2. In the Notice to Show Cause dated 6th December 2019, the Claimant applied to this Court for the attachment and sale of the Judgement Debtor/Respondent’s property in execution of the decree issued in the sum of Kshs.13,296,025. 55/=.
3. The Respondent, through its Vice Chairman, David Njau Kinyanjui swore a Replying Affidavit on 25th February 2020 and was filed in court on 27th February 2020. He opposes the Notice and avers that the entire attempted execution proceedings are statute barred by dint of Section 4(4) of the Limitation of Actions Act. He states that the Application is misconceived and unmerited.
4. The Respondent avers that the redundancy dues to various employees of the Respondent who were declared redundant is payable to individual employees of the Respondent and not to the Claimant as an entity.
5. He states that at the time of redundancy, the Respondent had undergone a split with five of its factories joining Nyakiri Coffee Farmers Co-operative Society Limited and eight factories remaining under the Respondent. Therefore, the assets and liabilities of the former Gititu Co-operative Society was split between them both via a Memorandum of Understanding.
6. He avers that from the MoU, the Respondent was to pay terminal redundancy dues of Kshs.10,644,749. 70 while Nyakiri Coffee Farmers’ Co-operative Society Limited was liable for Kshs.6,652,968. 60.
7. The Respondent avers that on 1st July 2010, its Chairman wrote to Nyakiri Farmers’ Co-operative Society Limited forwarding terminal benefit schedule for retrenched employees. The Respondent states that it has paid all its dues to individual employees in compliance with the decree at their respective preferences and directions and that no genuine claim has been brought against it.
8. He avers that Nyakiri Farmers’ Cooperative Society has paid out a substantial portion of its dues with a balance of Kshs.2,649,326. 45. He however states that he does not know whether the balance has been settled. That the Claimant ought to have sought those particulars before applying for the Notice to show cause; which it has not done.
9. The Respondent states that it has fully settled its indebtedness as per the decree and that any ascertained unpaid amount is due from and payable by Nyariki Farmers’ Co-operative Society to its employees. He avers that it would be unjust and unfair to grant the orders sought in the Notice considering the above factors. He therefore urges this court to dismiss the Notice with costs.

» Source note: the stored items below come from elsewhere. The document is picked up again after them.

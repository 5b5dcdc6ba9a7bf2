//! Capture error types

use thiserror::Error;

/// Every caller waiting on a coalesced capture receives its own copy of the
/// outcome, so the error is `Clone`.
#[derive(Debug, Clone, PartialEq, Eq, Error)]
pub enum CaptureError {
    #[error("Tab render failed: {0}")]
    RendererFailure(String),

    #[error("Crop and resize failed: {0}")]
    CropServiceFailure(String),

    /// The capturer and its pending work were dropped before settling
    #[error("Capturer dropped before the capture completed")]
    Abandoned,
}

pub type CaptureResult<T> = Result<T, CaptureError>;
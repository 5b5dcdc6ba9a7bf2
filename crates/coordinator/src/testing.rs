//! In-memory collaborators for coordinator tests

use std::sync::Arc;
use std::sync::atomic::{AtomicBool, AtomicUsize, Ordering};

use async_trait::async_trait;
use bytes::Bytes;
use capture::{CaptureError, CaptureResult, CropResizeService, TabRenderer};
use media_protocol::{CropAndResizeMessage, CropAndResizeResponse, VideoCommand};
use parking_lot::Mutex;
use recorder::{
    ChunkSink, DeviceHandle, InputStream, MediaTrack, RecorderConfig, RecorderResult,
    RecordingDevice,
};

use crate::{AppState, CoordinatorEvent, SettingsStore};

#[derive(Default)]
pub struct FakeRenderer {
    pub calls: AtomicUsize,
    pub fail: AtomicBool,
}

#[async_trait]
impl TabRenderer for FakeRenderer {
    async fn render_snapshot(&self, target_id: u32) -> CaptureResult<String> {
        let call = self.calls.fetch_add(1, Ordering::SeqCst) + 1;
        if self.fail.load(Ordering::SeqCst) {
            return Err(CaptureError::RendererFailure(format!(
                "tab {} is gone",
                target_id
            )));
        }
        Ok(format!("data:image/png;base64,TAB{}SHOT{}", target_id, call))
    }
}

#[derive(Default)]
pub struct FakeCropper {
    pub calls: AtomicUsize,
}

#[async_trait]
impl CropResizeService for FakeCropper {
    async fn crop_and_resize(
        &self,
        _target_id: u32,
        _source_id: &str,
        command: VideoCommand<CropAndResizeMessage>,
    ) -> CaptureResult<CropAndResizeResponse> {
        self.calls.fetch_add(1, Ordering::SeqCst);
        Ok(CropAndResizeResponse {
            data_url: format!("{}CROPPED", command.message.data_url),
        })
    }
}

#[derive(Default)]
pub struct FakeTrack {
    pub stopped: AtomicBool,
}

impl MediaTrack for FakeTrack {
    fn stop(&self) {
        self.stopped.store(true, Ordering::SeqCst);
    }
}

pub struct FakeStream {
    pub id: String,
    pub track: Arc<FakeTrack>,
}

impl FakeStream {
    pub fn new(id: &str) -> Arc<Self> {
        Arc::new(Self {
            id: id.to_string(),
            track: Arc::new(FakeTrack::default()),
        })
    }

    pub fn released(&self) -> bool {
        self.track.stopped.load(Ordering::SeqCst)
    }
}

impl InputStream for FakeStream {
    fn id(&self) -> &str {
        &self.id
    }

    fn tracks(&self) -> Vec<Arc<dyn MediaTrack>> {
        vec![self.track.clone() as Arc<dyn MediaTrack>]
    }

    fn connect_playback(&self) -> RecorderResult<()> {
        Ok(())
    }
}

/// Emits `audio:<stream id>` as soon as recording starts
#[derive(Default)]
pub struct FakeDevice;

struct FakeHandle {
    _sink: ChunkSink,
}

impl DeviceHandle for FakeHandle {
    fn stop(&mut self) {}
}

impl RecordingDevice for FakeDevice {
    fn start(
        &self,
        stream: Arc<dyn InputStream>,
        sink: ChunkSink,
    ) -> RecorderResult<Box<dyn DeviceHandle>> {
        sink.push(Bytes::from(format!("audio:{}", stream.id())));
        Ok(Box::new(FakeHandle { _sink: sink }))
    }
}

pub struct Fixture {
    pub state: AppState,
    pub renderer: Arc<FakeRenderer>,
    pub cropper: Arc<FakeCropper>,
    pub events: Arc<Mutex<Vec<CoordinatorEvent>>>,
}

pub fn fixture() -> Fixture {
    let renderer = Arc::new(FakeRenderer::default());
    let cropper = Arc::new(FakeCropper::default());
    let events = Arc::new(Mutex::new(Vec::new()));
    let sink = Arc::clone(&events);

    let state = AppState::new(
        renderer.clone(),
        cropper.clone(),
        Arc::new(FakeDevice),
        Arc::new(SettingsStore::default()),
        RecorderConfig::default(),
    )
    .with_notifier(Arc::new(move |event| sink.lock().push(event)));

    Fixture {
        state,
        renderer,
        cropper,
        events,
    }
}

10. In response to this, the Claimant filed a Further Affidavit sworn on 24th May 2020 by Joseph Kabera Cimbi one of the grievants herein on behalf of the others. In it, he avers that the Respondent has not satisfied the award in full as directed by this Court but has instead employed cavalier and underhand tactics in an attempt to defeat and avoid the settlement of the award in full.
11. He avers that although his total dues payable as per the award was Kshs.272,120. 95/=, the Respondent has only paid Kshs.101,100/=and is yet to fulfil the balance of Kshs.171,020. 95/=. That the other grievants are also in the same predicament of partial payments of their dues and that the award can only be satisfied in full once all the dues awarded to each individual grievant is settled in full.
12. On the averment that the claim is statute barred, the Affiant avers that the same is unmerited and based on a misreading and misinterpretation of the law. He also states that the grievants had individually and unequivocally consented to the Claimant to represent them in the matter.
13. The Affiant states that the entity Nyakiri Coffee Farmers’ Cooperative Society is a complete stranger to the grievants and the splitting of liabilities therein is something new to the grievants. They were not consulted nor informed of the said arrangements and to their knowledge, the liability of settling any outstanding amounts rests squarely on the Respondent.
14. He avers that it would be unreasonable for the Respondent to expect the grievants to follow their Claim with another unknown entity who is not a party to this matter before this Court. Additionally, he states that the amount quoted by the Respondent to be split between itself and Nyakiri is not accurate as it totals to Kshs.17,297,718. 30 being a sum more than the award of Kshs.13,894,075. 55.
15. He states that the Respondent has not disclosed to this Court that it employed an opaque system of paying some amounts to the Grievants. This was through sending consolidated cheques to different financial institutions where individual grievants would be advised to collect their dues. That it is therefore dishonest in demanding that grievants produce proof of payments received and outstanding amounts as it should have the same in its possession.
16. He concludes by stating that it is only fair that the execution proceedings are allowed to proceed so as to recover the amounts owed.
Claimant Submissions
17. The Claimant relied on the provisions of Section 4(4) of the Limitation of Actions Act which states as follows:
"An action may not be brought upon a judgement after the end of twelve years from the date on which the judgement was delivered (or where the judgement or a subsequent order directs any payment of money or the delivery of any property to be made at a certain date or at recurring periods) the date of default in making the payment or delivery in question ..."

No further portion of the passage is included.